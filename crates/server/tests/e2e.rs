use std::net::SocketAddr;

use migration::MigratorTrait;
use models::db::{connect_with_config, DatabaseConfig};
use reqwest::StatusCode as HttpStatusCode;
use serde_json::{json, Value};
use tokio::net::TcpListener;
use tower_http::cors::CorsLayer;

use server::{routes, AppState};

struct TestApp {
    base_url: String,
    client: reqwest::Client,
}

impl TestApp {
    fn url(&self, path: &str) -> String { format!("{}{}", self.base_url, path) }

    async fn post(&self, path: &str, body: Value) -> anyhow::Result<reqwest::Response> {
        Ok(self.client.post(self.url(path)).json(&body).send().await?)
    }

    async fn put(&self, path: &str, body: Value) -> anyhow::Result<reqwest::Response> {
        Ok(self.client.put(self.url(path)).json(&body).send().await?)
    }

    async fn get(&self, path: &str) -> anyhow::Result<reqwest::Response> {
        Ok(self.client.get(self.url(path)).send().await?)
    }

    async fn delete(&self, path: &str) -> anyhow::Result<reqwest::Response> {
        Ok(self.client.delete(self.url(path)).send().await?)
    }
}

/// Each test gets its own in-memory database and ephemeral port.
async fn start_server() -> anyhow::Result<TestApp> {
    let db = connect_with_config(&DatabaseConfig::in_memory()).await?;
    migration::Migrator::up(&db, None).await?;

    let app = routes::build_router(AppState::new(db), CorsLayer::very_permissive());
    let listener = TcpListener::bind((std::net::Ipv4Addr::LOCALHOST, 0)).await?;
    let addr: SocketAddr = listener.local_addr()?;
    let base_url = format!("http://{}:{}", addr.ip(), addr.port());

    tokio::spawn(async move {
        if let Err(e) = axum::serve(listener, app).await { eprintln!("server error: {}", e); }
    });

    Ok(TestApp { base_url, client: reqwest::Client::new() })
}

async fn create_student(app: &TestApp) -> anyhow::Result<i64> {
    let res = app
        .post("/students/createStudent", json!({"firstName": "John", "lastName": "Doe", "email": "john.doe@example.com"}))
        .await?;
    assert_eq!(res.status(), HttpStatusCode::OK);
    let body: Value = res.json().await?;
    body["idStudent"].as_i64().ok_or_else(|| anyhow::anyhow!("missing idStudent in {body}"))
}

async fn create_course(app: &TestApp) -> anyhow::Result<i64> {
    let res = app
        .post("/courses/createCourse", json!({"name": "DevSecOps", "code": "DSO-101", "credit": 6}))
        .await?;
    assert_eq!(res.status(), HttpStatusCode::OK);
    let body: Value = res.json().await?;
    body["idCourse"].as_i64().ok_or_else(|| anyhow::anyhow!("missing idCourse in {body}"))
}

#[tokio::test]
async fn e2e_public_health() -> anyhow::Result<()> {
    let app = start_server().await?;
    let res = app.get("/health").await?;
    assert_eq!(res.status(), HttpStatusCode::OK);
    let body = res.json::<Value>().await?;
    assert_eq!(body["status"], "ok");
    Ok(())
}

#[tokio::test]
async fn e2e_openapi_document() -> anyhow::Result<()> {
    let app = start_server().await?;
    let res = app.get("/api-docs/openapi.json").await?;
    assert_eq!(res.status(), HttpStatusCode::OK);
    let body = res.json::<Value>().await?;
    assert!(body["paths"]["/students/getAllStudents"].is_object());
    Ok(())
}

#[tokio::test]
async fn e2e_student_crud() -> anyhow::Result<()> {
    let app = start_server().await?;
    let id = create_student(&app).await?;

    let res = app.get(&format!("/students/getStudent/{id}")).await?;
    assert_eq!(res.status(), HttpStatusCode::OK);
    let body: Value = res.json().await?;
    assert_eq!(body["firstName"], "John");
    assert_eq!(body["email"], "john.doe@example.com");

    let res = app
        .put("/students/updateStudent", json!({"idStudent": id, "firstName": "Jane", "lastName": "Smith"}))
        .await?;
    assert_eq!(res.status(), HttpStatusCode::OK);
    let body: Value = res.json().await?;
    assert_eq!(body["firstName"], "Jane");
    assert_eq!(body["email"], "john.doe@example.com");

    let res = app.get("/students/getAllStudents").await?;
    let all: Vec<Value> = res.json().await?;
    assert_eq!(all.len(), 1);

    let res = app.delete(&format!("/students/deleteStudent/{id}")).await?;
    assert_eq!(res.status(), HttpStatusCode::OK);
    assert!(res.text().await?.is_empty());

    let res = app.get(&format!("/students/getStudent/{id}")).await?;
    assert_eq!(res.status(), HttpStatusCode::NOT_FOUND);
    Ok(())
}

#[tokio::test]
async fn e2e_unknown_ids_are_404() -> anyhow::Result<()> {
    let app = start_server().await?;

    let res = app.get("/students/getStudent/999").await?;
    assert_eq!(res.status(), HttpStatusCode::NOT_FOUND);
    let body: Value = res.json().await?;
    assert_eq!(body["error"], "Not Found");
    assert_eq!(body["detail"], "Student not found with id: 999");

    let res = app.put("/courses/updateCourse", json!({"idCourse": 999, "name": "Ghost"})).await?;
    assert_eq!(res.status(), HttpStatusCode::NOT_FOUND);

    let res = app.delete("/Depatment/deleteDepartment/999").await?;
    assert_eq!(res.status(), HttpStatusCode::NOT_FOUND);

    let res = app.get("/Enrollment/getEnrollment/999").await?;
    assert_eq!(res.status(), HttpStatusCode::NOT_FOUND);
    Ok(())
}

#[tokio::test]
async fn e2e_update_without_id_is_400() -> anyhow::Result<()> {
    let app = start_server().await?;
    let res = app.put("/students/updateStudent", json!({"firstName": "Nobody"})).await?;
    assert_eq!(res.status(), HttpStatusCode::BAD_REQUEST);
    let body: Value = res.json().await?;
    assert_eq!(body["error"], "Bad Request");
    Ok(())
}

#[tokio::test]
async fn e2e_department_paths_share_storage() -> anyhow::Result<()> {
    let app = start_server().await?;
    let res = app
        .post("/Depatment/createDepartment", json!({"name": "Computer Science", "location": "Building A", "phone": "+216 71 000 000", "head": "Dr. Smith"}))
        .await?;
    assert_eq!(res.status(), HttpStatusCode::OK);
    let created: Value = res.json().await?;
    let id = created["idDepartment"].as_i64().ok_or_else(|| anyhow::anyhow!("missing idDepartment"))?;

    let res = app.get(&format!("/departments/getDepartment/{id}")).await?;
    assert_eq!(res.status(), HttpStatusCode::OK);
    let body: Value = res.json().await?;
    assert_eq!(body["head"], "Dr. Smith");

    let res = app.put("/departments/updateDepartment", json!({"idDepartment": id, "location": "Building B"})).await?;
    let body: Value = res.json().await?;
    assert_eq!(body["location"], "Building B");
    assert_eq!(body["name"], "Computer Science");
    Ok(())
}

#[tokio::test]
async fn e2e_enrollment_flow() -> anyhow::Result<()> {
    let app = start_server().await?;
    let student_id = create_student(&app).await?;
    let course_id = create_course(&app).await?;

    let res = app
        .post(
            "/Enrollment/createEnrollment",
            json!({
                "enrollmentDate": "2024-09-01",
                "grade": "A",
                "status": "ACTIVE",
                "student": {"idStudent": student_id},
                "course": {"idCourse": course_id}
            }),
        )
        .await?;
    assert_eq!(res.status(), HttpStatusCode::OK);
    let created: Value = res.json().await?;
    let id = created["idEnrollment"].as_i64().ok_or_else(|| anyhow::anyhow!("missing idEnrollment"))?;
    assert_eq!(created["student"]["firstName"], "John");
    assert_eq!(created["course"]["code"], "DSO-101");
    assert_eq!(created["enrollmentDate"], "2024-09-01");

    // 被选课记录引用的学生不可删除
    let res = app.delete(&format!("/students/deleteStudent/{student_id}")).await?;
    assert_eq!(res.status(), HttpStatusCode::CONFLICT);
    let res = app.get(&format!("/students/getStudent/{student_id}")).await?;
    assert_eq!(res.status(), HttpStatusCode::OK);

    let res = app
        .put("/enrollments/updateEnrollment", json!({"idEnrollment": id, "grade": "B+", "status": "COMPLETED"}))
        .await?;
    assert_eq!(res.status(), HttpStatusCode::OK);
    let body: Value = res.json().await?;
    assert_eq!(body["grade"], "B+");
    assert_eq!(body["status"], "COMPLETED");
    assert_eq!(body["student"]["idStudent"], student_id);

    let res = app.get("/enrollments/getAllEnrollment").await?;
    let all: Vec<Value> = res.json().await?;
    assert_eq!(all.len(), 1);

    let res = app.delete(&format!("/Enrollment/deleteEnrollment/{id}")).await?;
    assert_eq!(res.status(), HttpStatusCode::OK);
    let res = app.delete(&format!("/students/deleteStudent/{student_id}")).await?;
    assert_eq!(res.status(), HttpStatusCode::OK);
    Ok(())
}

#[tokio::test]
async fn e2e_enrollment_with_unknown_course_is_404() -> anyhow::Result<()> {
    let app = start_server().await?;
    let student_id = create_student(&app).await?;
    let res = app
        .post(
            "/enrollments/createEnrollment",
            json!({"student": {"idStudent": student_id}, "course": {"idCourse": 999}}),
        )
        .await?;
    assert_eq!(res.status(), HttpStatusCode::NOT_FOUND);
    let body: Value = res.json().await?;
    assert_eq!(body["detail"], "Course not found with id: 999");
    Ok(())
}

#[tokio::test]
async fn e2e_malformed_bodies_are_rejected_as_json() -> anyhow::Result<()> {
    let app = start_server().await?;

    let res = app.post("/students/createStudent", json!({"firstName": 5})).await?;
    assert!(res.status().is_client_error(), "got {}", res.status());
    let body: Value = res.json().await?;
    assert!(body["detail"].as_str().is_some_and(|d| !d.is_empty()));

    let res = app
        .client
        .post(app.url("/students/createStudent"))
        .header("content-type", "application/json")
        .body("{not json")
        .send()
        .await?;
    assert_eq!(res.status(), HttpStatusCode::BAD_REQUEST);
    let body: Value = res.json().await?;
    assert_eq!(body["error"], "Bad Request");

    let res = app
        .post("/enrollments/createEnrollment", json!({"enrollmentDate": "yesterday"}))
        .await?;
    assert!(res.status().is_client_error(), "got {}", res.status());

    // Nothing was stored
    let all: Vec<Value> = app.get("/students/getAllStudents").await?.json().await?;
    assert!(all.is_empty());
    Ok(())
}

#[tokio::test]
async fn e2e_bad_path_ids_are_400_with_json_body() -> anyhow::Result<()> {
    let app = start_server().await?;

    let res = app.get("/students/getStudent/99999999999").await?;
    assert_eq!(res.status(), HttpStatusCode::BAD_REQUEST);
    let body: Value = res.json().await?;
    assert_eq!(body["error"], "Bad Request");

    let res = app.delete("/courses/deleteCourse/abc").await?;
    assert_eq!(res.status(), HttpStatusCode::BAD_REQUEST);
    let body: Value = res.json().await?;
    assert!(body["detail"].is_string());
    Ok(())
}

#[tokio::test]
async fn e2e_referenced_course_delete_is_409() -> anyhow::Result<()> {
    let app = start_server().await?;
    let student_id = create_student(&app).await?;
    let course_id = create_course(&app).await?;
    let res = app
        .post(
            "/enrollments/createEnrollment",
            json!({"student": {"idStudent": student_id}, "course": {"idCourse": course_id}}),
        )
        .await?;
    assert_eq!(res.status(), HttpStatusCode::OK);

    let res = app.delete(&format!("/courses/deleteCourse/{course_id}")).await?;
    assert_eq!(res.status(), HttpStatusCode::CONFLICT);
    let body: Value = res.json().await?;
    assert_eq!(body["error"], "Conflict");
    Ok(())
}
###
#### Brief:
Your reply must consist solely of the number of lines in the listing above that include the word "COMPLETED".

#### Problem solution:
2